ASSIGNMENT:
Lines from the start of the data through the line containing "pub fn from_env()" must be given again exactly. Leave the others out.

┄┄┄┄┄┄

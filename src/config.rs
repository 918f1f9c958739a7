//! Configuration management for the record store

use crate::error::{StoreError, StoreResult};
use std::path::{Path, PathBuf};

/// Environment variable that overrides the default working folder
pub const WORKING_DIR_ENV: &str = "REGIONS_DIR";

/// Default folder holding the data files
pub const DEFAULT_WORKING_DIR: &str = "./files";

/// Main configuration structure for record store operations
#[derive(Debug, Clone)]
pub struct StoreConfig {
    /// Folder holding every data file
    pub working_dir: PathBuf,
    /// Extension appended to new data files
    pub extension: String,
    /// Prefix of rewrite temp files; must start with '.' to stay out of listings
    pub temp_prefix: String,
    /// Maximum length of a file name without extension
    pub max_file_stem: usize,
    /// Maximum length of a region name in bytes
    pub max_name_len: usize,
    /// Inclusive area bounds
    pub area_min: f64,
    pub area_max: f64,
    /// Inclusive population bounds
    pub population_min: u32,
    pub population_max: u32,
    /// fsync the temp file before the commit rename
    pub sync_on_commit: bool,
}

impl Default for StoreConfig {
    fn default() -> Self {
        Self {
            working_dir: PathBuf::from(DEFAULT_WORKING_DIR),
            extension: "txt".to_string(),
            temp_prefix: ".regions-".to_string(),
            max_file_stem: 10,
            max_name_len: 20,
            area_min: 0.0,
            area_max: 1e9,
            population_min: 0,
            population_max: 1_000_000_000,
            sync_on_commit: true,
        }
    }
}

impl StoreConfig {
    /// Default configuration with the working folder taken from `REGIONS_DIR` if set
    pub fn from_env() -> Self {
        let mut config = Self::default();
        if let Ok(dir) = std::env::var(WORKING_DIR_ENV) {
            if !dir.is_empty() {
                config.working_dir = PathBuf::from(dir);
            }
        }
        config
    }

    /// Set the working folder
    pub fn with_working_dir<P: AsRef<Path>>(mut self, dir: P) -> Self {
        self.working_dir = dir.as_ref().to_path_buf();
        self
    }

    /// Validate configuration for consistency
    pub fn validate(&self) -> StoreResult<()> {
        if self.working_dir.as_os_str().is_empty() {
            return Err(StoreError::invalid_config("working folder is empty"));
        }

        if self.extension.is_empty() || self.extension.contains('.') {
            return Err(StoreError::invalid_config(
                "extension must be non-empty and contain no '.'",
            ));
        }

        // Temp files must never be confused with user-nameable data files
        if !self.temp_prefix.starts_with('.') {
            return Err(StoreError::invalid_config(
                "temp prefix must start with '.'",
            ));
        }

        if self.max_file_stem == 0 || self.max_name_len == 0 {
            return Err(StoreError::invalid_config("length limits must be positive"));
        }

        if !(self.area_min.is_finite() && self.area_max.is_finite())
            || self.area_min > self.area_max
        {
            return Err(StoreError::invalid_config("invalid area bounds"));
        }

        if self.population_min > self.population_max {
            return Err(StoreError::invalid_config("invalid population bounds"));
        }

        Ok(())
    }

    /// File name for a stem, e.g. `south` -> `south.txt`
    pub fn file_name_for(&self, stem: &str) -> String {
        format!("{}.{}", stem, self.extension)
    }

    /// Full path of a data file inside the working folder
    pub fn path_for(&self, file_name: &str) -> PathBuf {
        self.working_dir.join(file_name)
    }
}

/// Builder pattern for creating configurations
pub struct StoreConfigBuilder {
    config: StoreConfig,
}

impl StoreConfigBuilder {
    /// Start building from the environment-aware defaults
    pub fn new() -> Self {
        Self {
            config: StoreConfig::from_env(),
        }
    }

    /// Set the working folder
    pub fn working_dir<P: AsRef<Path>>(mut self, dir: P) -> Self {
        self.config.working_dir = dir.as_ref().to_path_buf();
        self
    }

    /// Skip fsync before the commit rename
    pub fn no_sync(mut self) -> Self {
        self.config.sync_on_commit = false;
        self
    }

    /// Set area bounds
    pub fn area_bounds(mut self, min: f64, max: f64) -> Self {
        self.config.area_min = min;
        self.config.area_max = max;
        self
    }

    /// Set population bounds
    pub fn population_bounds(mut self, min: u32, max: u32) -> Self {
        self.config.population_min = min;
        self.config.population_max = max;
        self
    }

    /// Build the final configuration
    pub fn build(self) -> StoreResult<StoreConfig> {
        self.config.validate()?;
        Ok(self.config)
    }
}

impl Default for StoreConfigBuilder {
    fn default() -> Self {
        Self::new()
    }
}
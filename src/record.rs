//! Region records and their one-line text encoding
//!
//! A record is stored as `name area population` followed by a newline.
//! Names never contain whitespace, so a single space separates fields.

use crate::config::StoreConfig;
use crate::error::{StoreError, StoreResult};
use std::fmt;

/// One region entry. Replaced wholesale on edit, never mutated in place.
#[derive(Debug, Clone, PartialEq)]
pub struct Record {
    name: String,
    area: f64,
    population: u32,
}

impl Record {
    /// Build a record checked against the default limits
    pub fn new(name: &str, area: f64, population: u32) -> StoreResult<Self> {
        Self::with_limits(name, area, population, &StoreConfig::default())
    }

    /// Build a record checked against the limits in `config`
    pub fn with_limits(
        name: &str,
        area: f64,
        population: u32,
        config: &StoreConfig,
    ) -> StoreResult<Self> {
        if name.is_empty() {
            return Err(StoreError::invalid_record("region name is empty"));
        }
        if name.len() > config.max_name_len {
            return Err(StoreError::invalid_record(&format!(
                "region name exceeds the maximum length of {} characters",
                config.max_name_len
            )));
        }
        if name.chars().any(char::is_whitespace) {
            return Err(StoreError::invalid_record(
                "region name must not contain whitespace",
            ));
        }
        if !area.is_finite() {
            return Err(StoreError::invalid_record("area must be a finite number"));
        }
        if area > config.area_max {
            return Err(StoreError::invalid_record(&format!(
                "too large area, area can't be larger than {}",
                config.area_max
            )));
        }
        if area < config.area_min {
            return Err(StoreError::invalid_record(&format!(
                "too small area, area can't be smaller than {}",
                config.area_min
            )));
        }
        if population > config.population_max {
            return Err(StoreError::invalid_record(&format!(
                "too large population, population can't be larger than {}",
                config.population_max
            )));
        }
        if population < config.population_min {
            return Err(StoreError::invalid_record(&format!(
                "too small population, population can't be smaller than {}",
                config.population_min
            )));
        }

        Ok(Self {
            name: name.to_string(),
            // normalises -0.0 so equal areas compare and print identically
            area: area + 0.0,
            population,
        })
    }

    pub fn name(&self) -> &str {
        &self.name
    }

    pub fn area(&self) -> f64 {
        self.area
    }

    pub fn population(&self) -> u32 {
        self.population
    }

    /// Encode as a storage line without the trailing newline
    pub fn to_line(&self) -> String {
        self.to_string()
    }

    /// Decode one storage line checked against the limits in `config`.
    /// `line_no` is 1-based and only used for errors.
    pub fn parse_line(line: &str, line_no: usize, config: &StoreConfig) -> StoreResult<Self> {
        let mut fields = line.split_whitespace();
        let (name, area, population) = match (fields.next(), fields.next(), fields.next()) {
            (Some(n), Some(a), Some(p)) => (n, a, p),
            _ => {
                return Err(StoreError::parse_error(
                    line_no,
                    "expected 'name area population'",
                ))
            }
        };
        if fields.next().is_some() {
            return Err(StoreError::parse_error(line_no, "too many fields"));
        }

        let area = area
            .parse::<f64>()
            .map_err(|_| StoreError::parse_error(line_no, &format!("invalid area: {area}")))?;
        let population = population.parse::<u32>().map_err(|_| {
            StoreError::parse_error(line_no, &format!("invalid population: {population}"))
        })?;

        Self::with_limits(name, area, population, config).map_err(|err| match err {
            StoreError::InvalidRecord { message } => StoreError::parse_error(line_no, &message),
            other => other,
        })
    }
}

impl fmt::Display for Record {
    // f64's Display is the shortest form that parses back to the same value;
    // integral areas keep one decimal so the field always reads as a decimal
    fn fmt(&self, f: &mut fmt::Formatter<'_>) -> fmt::Result {
        if self.area.fract() == 0.0 {
            write!(f, "{} {:.1} {}", self.name, self.area, self.population)
        } else {
            write!(f, "{} {} {}", self.name, self.area, self.population)
        }
    }
}
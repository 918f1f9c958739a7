//! Record comparison under a sort key and direction

use crate::error::StoreError;
use crate::record::Record;
use std::cmp::Ordering;
use std::fmt;
use std::str::FromStr;

/// Field a collection is ordered by
#[derive(Debug, Clone, Copy, PartialEq, Eq, Hash)]
pub enum SortKey {
    /// Byte-wise lexicographic order of names
    Name,
    Area,
    Population,
}

impl SortKey {
    /// Every key, in detection order
    pub const ALL: [SortKey; 3] = [SortKey::Name, SortKey::Area, SortKey::Population];
}

/// Direction of an ordering
#[derive(Debug, Clone, Copy, PartialEq, Eq, Hash)]
pub enum SortDirection {
    Descending,
    Ascending,
}

impl SortDirection {
    /// Every direction, in detection order (descending is tried first)
    pub const ALL: [SortDirection; 2] = [SortDirection::Descending, SortDirection::Ascending];
}

/// Compare two records. `Less` means `a` belongs before `b` under (key, direction).
#[inline]
pub fn compare(a: &Record, b: &Record, key: SortKey, direction: SortDirection) -> Ordering {
    let cmp = match key {
        SortKey::Name => a.name().as_bytes().cmp(b.name().as_bytes()),
        // Records only hold finite areas, so partial_cmp is total here
        SortKey::Area => a.area().partial_cmp(&b.area()).unwrap_or(Ordering::Equal),
        SortKey::Population => a.population().cmp(&b.population()),
    };

    match direction {
        SortDirection::Ascending => cmp,
        SortDirection::Descending => cmp.reverse(),
    }
}

impl FromStr for SortKey {
    type Err = StoreError;

    fn from_str(s: &str) -> Result<Self, Self::Err> {
        match s.to_lowercase().as_str() {
            "name" | "n" => Ok(SortKey::Name),
            "area" | "a" => Ok(SortKey::Area),
            "population" | "p" => Ok(SortKey::Population),
            _ => Err(StoreError::invalid_config(&format!("unknown sort key: {s}"))),
        }
    }
}

impl FromStr for SortDirection {
    type Err = StoreError;

    fn from_str(s: &str) -> Result<Self, Self::Err> {
        match s.to_lowercase().as_str() {
            "asc" | "ascending" => Ok(SortDirection::Ascending),
            "desc" | "descending" => Ok(SortDirection::Descending),
            _ => Err(StoreError::invalid_config(&format!(
                "unknown sort direction: {s}"
            ))),
        }
    }
}

impl fmt::Display for SortKey {
    fn fmt(&self, f: &mut fmt::Formatter<'_>) -> fmt::Result {
        let name = match self {
            SortKey::Name => "name",
            SortKey::Area => "area",
            SortKey::Population => "population",
        };
        write!(f, "{name}")
    }
}

impl fmt::Display for SortDirection {
    fn fmt(&self, f: &mut fmt::Formatter<'_>) -> fmt::Result {
        let name = match self {
            SortDirection::Descending => "descending order",
            SortDirection::Ascending => "ascending order",
        };
        write!(f, "{name}")
    }
}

┄┄┄┄┄┄

EXERCISE ANSWER:
filename src/config.rs
repository 918f1f9c958739a7
//! Configuration management for the record store

use crate::error::{StoreError, StoreResult};
use std::path::{Path, PathBuf};

/// Environment variable that overrides the default working folder
pub const WORKING_DIR_ENV: &str = "REGIONS_DIR";

/// Default folder holding the data files
pub const DEFAULT_WORKING_DIR: &str = "./files";

/// Main configuration structure for record store operations
#[derive(Debug, Clone)]
pub struct StoreConfig {
    /// Folder holding every data file
    pub working_dir: PathBuf,
    /// Extension appended to new data files
    pub extension: String,
    /// Prefix of rewrite temp files; must start with '.' to stay out of listings
    pub temp_prefix: String,
    /// Maximum length of a file name without extension
    pub max_file_stem: usize,
    /// Maximum length of a region name in bytes
    pub max_name_len: usize,
    /// Inclusive area bounds
    pub area_min: f64,
    pub area_max: f64,
    /// Inclusive population bounds
    pub population_min: u32,
    pub population_max: u32,
    /// fsync the temp file before the commit rename
    pub sync_on_commit: bool,
}

impl Default for StoreConfig {
    fn default() -> Self {
        Self {
            working_dir: PathBuf::from(DEFAULT_WORKING_DIR),
            extension: "txt".to_string(),
            temp_prefix: ".regions-".to_string(),
            max_file_stem: 10,
            max_name_len: 20,
            area_min: 0.0,
            area_max: 1e9,
            population_min: 0,
            population_max: 1_000_000_000,
            sync_on_commit: true,
        }
    }
}

impl StoreConfig {
    /// Default configuration with the working folder taken from `REGIONS_DIR` if set
    pub fn from_env() -> Self {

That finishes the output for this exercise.